Metadata
The metadata
format, consumed in the TypingTransform stage, is an opinionated format for specifying common data typing actions.
It is designed to:
- Support common data typing conversions found in business datasets.
- Support limited ‘schema evolution’ of source data in the form of allowed lists of accepted input formats.

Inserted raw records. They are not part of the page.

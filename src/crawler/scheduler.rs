//! Request pacing for the sequential fetch loops
//!
//! The pipeline never has more than one request in flight. The pacer only
//! enforces a minimum interval between the start of consecutive requests so
//! a long sweep does not hammer the audited site.

use std::time::Duration;
use tokio::time::Instant;

/// Enforces a minimum delay between consecutive requests
#[derive(Debug)]
pub struct RequestPacer {
    /// Minimum time between the start of two requests
    delay: Duration,

    /// When the previous request was allowed through
    last_request: Option<Instant>,
}

impl RequestPacer {
    /// Creates a pacer; a zero delay never waits
    pub fn new(delay: Duration) -> Self {
        Self {
            delay,
            last_request: None,
        }
    }

    /// Waits until the next request may start, then records it
    ///
    /// The first call always returns immediately.
    pub async fn wait_turn(&mut self) {
        if let Some(last) = self.last_request {
            let elapsed = last.elapsed();
            if elapsed < self.delay {
                tokio::time::sleep(self.delay - elapsed).await;
            }
        }
        self.last_request = Some(Instant::now());
    }

    pub fn delay(&self) -> Duration {
        self.delay
    }
}
//! Pipeline coordinator - end-to-end run orchestration
//!
//! This module drives one audit run:
//! - Fetching and parsing the sitemap index (the only fatal network step)
//! - Collecting categorized page URLs from every child sitemap
//! - Running the canonical resolution engine on the target category
//! - Assembling the audit artifact with run metadata
//! - Enforcing the optional run-level deadline

use crate::canonical::{resolve_category, CanonicalAudit, RunInfo, SweepOptions};
use crate::config::Config;
use crate::crawler::{build_http_client, fetch_sitemap_document};
use crate::sitemap::{collect_categorized_urls, parse_locations, CategorizedUrls};
use crate::{AuditError, SitemapError};
use chrono::Utc;
use reqwest::Client;
use std::time::Duration;

/// Main pipeline coordinator
pub struct Coordinator {
    config: Config,
    client: Client,
    config_hash: String,
}

impl Coordinator {
    /// Creates a coordinator and the HTTP client shared by every stage
    ///
    /// # Returns
    ///
    /// * `Ok(Coordinator)` - Ready to run
    /// * `Err(AuditError)` - The HTTP client could not be built
    pub fn new(config: Config) -> Result<Self, AuditError> {
        let client = build_http_client(&config.user_agent)?;

        Ok(Self {
            config,
            client,
            config_hash: String::new(),
        })
    }

    /// Attaches the configuration hash stamped into the audit's run metadata
    pub fn with_config_hash(mut self, config_hash: impl Into<String>) -> Self {
        self.config_hash = config_hash.into();
        self
    }

    pub fn config(&self) -> &Config {
        &self.config
    }

    /// Runs the complete pipeline
    ///
    /// 1. Fetch and parse the sitemap index
    /// 2. Categorize and collect page URLs from each child sitemap
    /// 3. Sweep the target category for canonical tags
    /// 4. Deduplicate canonical targets and resolve their status
    ///
    /// When `run-deadline-secs` is configured the whole run is bounded by it.
    /// Expiry aborts the run with `AuditError::DeadlineExceeded` and any
    /// records collected so far are discarded.
    pub async fn run(&self) -> Result<CanonicalAudit, AuditError> {
        match self.config.crawler.run_deadline_secs {
            Some(seconds) => {
                tokio::time::timeout(Duration::from_secs(seconds), self.run_pipeline())
                    .await
                    .map_err(|_| {
                        tracing::error!("Run deadline of {}s expired, discarding partial results", seconds);
                        AuditError::DeadlineExceeded { seconds }
                    })?
            }
            None => self.run_pipeline().await,
        }
    }

    /// Runs only the discovery stages: sitemap index and child sitemaps
    pub async fn discover(&self) -> Result<CategorizedUrls, AuditError> {
        let sitemap_urls = self.fetch_sitemap_index().await?;
        Ok(collect_categorized_urls(&self.client, &sitemap_urls, self.config.sitemap.timeout()).await)
    }

    async fn run_pipeline(&self) -> Result<CanonicalAudit, AuditError> {
        let started_at = Utc::now();
        tracing::info!(
            client = %self.config.output.client_name,
            index = %self.config.sitemap.index_url,
            "Starting canonical audit"
        );

        let urls = self.discover().await?;

        let options = SweepOptions::from_config(&self.config.crawler);
        let outcome = resolve_category(&self.client, &urls, &options).await;

        let finished_at = Utc::now();
        tracing::info!(
            "Audit completed in {}s: {} records, {} canonical targets",
            (finished_at - started_at).num_seconds(),
            outcome.records.len(),
            outcome.canonical_tags.len()
        );

        Ok(CanonicalAudit {
            run: RunInfo {
                client_name: self.config.output.client_name.clone(),
                index_url: self.config.sitemap.index_url.clone(),
                target_category: options.target,
                sample_cap: options.sample_cap,
                config_hash: self.config_hash.clone(),
                started_at,
                finished_at,
                discovered: urls.counts(),
            },
            categorized_urls_and_canonicals: outcome.records,
            canonical_tags: outcome.canonical_tags,
            canonical_resolutions: outcome.resolutions,
        })
    }

    /// Fetches and parses the sitemap index; both failures are fatal
    async fn fetch_sitemap_index(&self) -> Result<Vec<String>, AuditError> {
        let index_url = &self.config.sitemap.index_url;

        let body = fetch_sitemap_document(&self.client, index_url, self.config.sitemap.timeout())
            .await
            .map_err(|e| AuditError::IndexFetch {
                url: index_url.clone(),
                message: e.to_string(),
            })?;

        let sitemap_urls = parse_locations(&body).map_err(|source: SitemapError| {
            AuditError::IndexParse {
                url: index_url.clone(),
                source,
            }
        })?;

        tracing::info!("Sitemap index lists {} sitemaps", sitemap_urls.len());
        Ok(sitemap_urls)
    }
}

/// Runs one audit with the given configuration
///
/// # Example
///
/// ```no_run
/// use canon_sweep::config::load_config;
/// use canon_sweep::crawler::run_audit;
/// use std::path::Path;
///
/// # async fn example() -> Result<(), Box<dyn std::error::Error>> {
/// let config = load_config(Path::new("config.toml"))?;
/// let audit = run_audit(config).await?;
/// println!("{} canonical targets", audit.canonical_tags.len());
/// # Ok(())
/// # }
/// ```
pub async fn run_audit(config: Config) -> Result<CanonicalAudit, AuditError> {
    Coordinator::new(config)?.run().await
}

- Collect errors into array columns so that a user can decide how to handle errors once all have been collected.
Common
Attributes
Attribute | Type | Required | Description |
---|---|---|---|
id | String | true | A unique identifier for this field. Ideally this is a GUID and should remain constant even when changing field attributes over time. |
name | String | true | The field name. |
description | String | false | A description of the field which will be embedded in the dataset metadata (and persisted in formats like Parquet/ORC). |
type | String | true | The data type to convert the field to. Supported values: boolean , date , decimal , double , integer , long , string , timestamp . |
trim | Boolean | true | Trim the field prior to data typing attempts. |
nullable | Boolean | true | Whether the field is allowed to be nullable. Will throw fatal exception if this constraint is not met. |
nullableValues | Array[String] | false | Values which when found will be converted to null . This is generally used for converting text serialisation formats back to correct null data types. This conversion is executed prior to nullable check. |
nullReplacementValue | String | false | An optional value that a null value input value is replaced with before typing. |
metadata | Object | false | Metadata to attach to the column after TypingTransform .These values are limited to the basic JSON types string , double , long and array .With array types the values must be all of the same type (i.e. [true, false] works but [true, 0] will not) and can only be values of basic types (string , double , long ). |
Examples
{
"id" : "9712c383-22d1-44a6-9ca2-0087af4857f1",
"name" : "first_name",
"description" : "Customer First Name",
"type" : "string",
"trim" : true,
"nullable" : true,
"nullableValues" : [ "", "null" ],
"metadata": {
"primaryKey" : true,
"position": 1
}
}
Binary
Additional Attributes
Attribute | Type | Required | Description |
---|---|---|---|
encoding | String | true | The binary-to-text encoding format of the value. Valid values base64 , hexadecimal . |
Examples
{
"id" : "982cbf60-7ba7-4e50-a09b-d8624a5c49e6",
"name" : "id",
"description" : "GUID identifier",
"type" : "binary",
"trim" : true,
"nullable" : true,
"nullableValues" : [ "", "null" ],
"encoding" : "base64",
"metadata": {
"primaryKey" : true,
"position": 1
}
}
Boolean
Additional Attributes
Attribute | Type | Required | Description |
---|---|---|---|
trueValues | Array[String] | true | A list of values which are considered as true. Try to order this list so the values are arranged from most frequent to least frequent. |
falseValues | Array[String] | true | A list of values which are considered as false. Try to order this list so the values are arranged from most frequent to least frequent. |
Examples
{
"id" : "982cbf60-7ba7-4e50-a09b-d8624a5c49e6",
"name" : "marketing_opt_in_flag",
"description" : "Whether the customer has opted in to receive marketing communications.",
"type" : "boolean",
"trim" : true,
"nullable" : true,
"nullableValues" : [ "", "null" ],
"trueValues" : [ "true", "TRUE", "t", "1" ],
"falseValues" : [ "false", "FALSE", "f", "0" ],
"metadata": {
"primaryKey" : true,
"position": 1
}
}
Date
Date vs Timestamp
This class does not store or represent a time or time-zone. Instead, it is a description of the date, as used for birthdays. It cannot represent an instant on the time-line without additional information such as an offset or time-zone.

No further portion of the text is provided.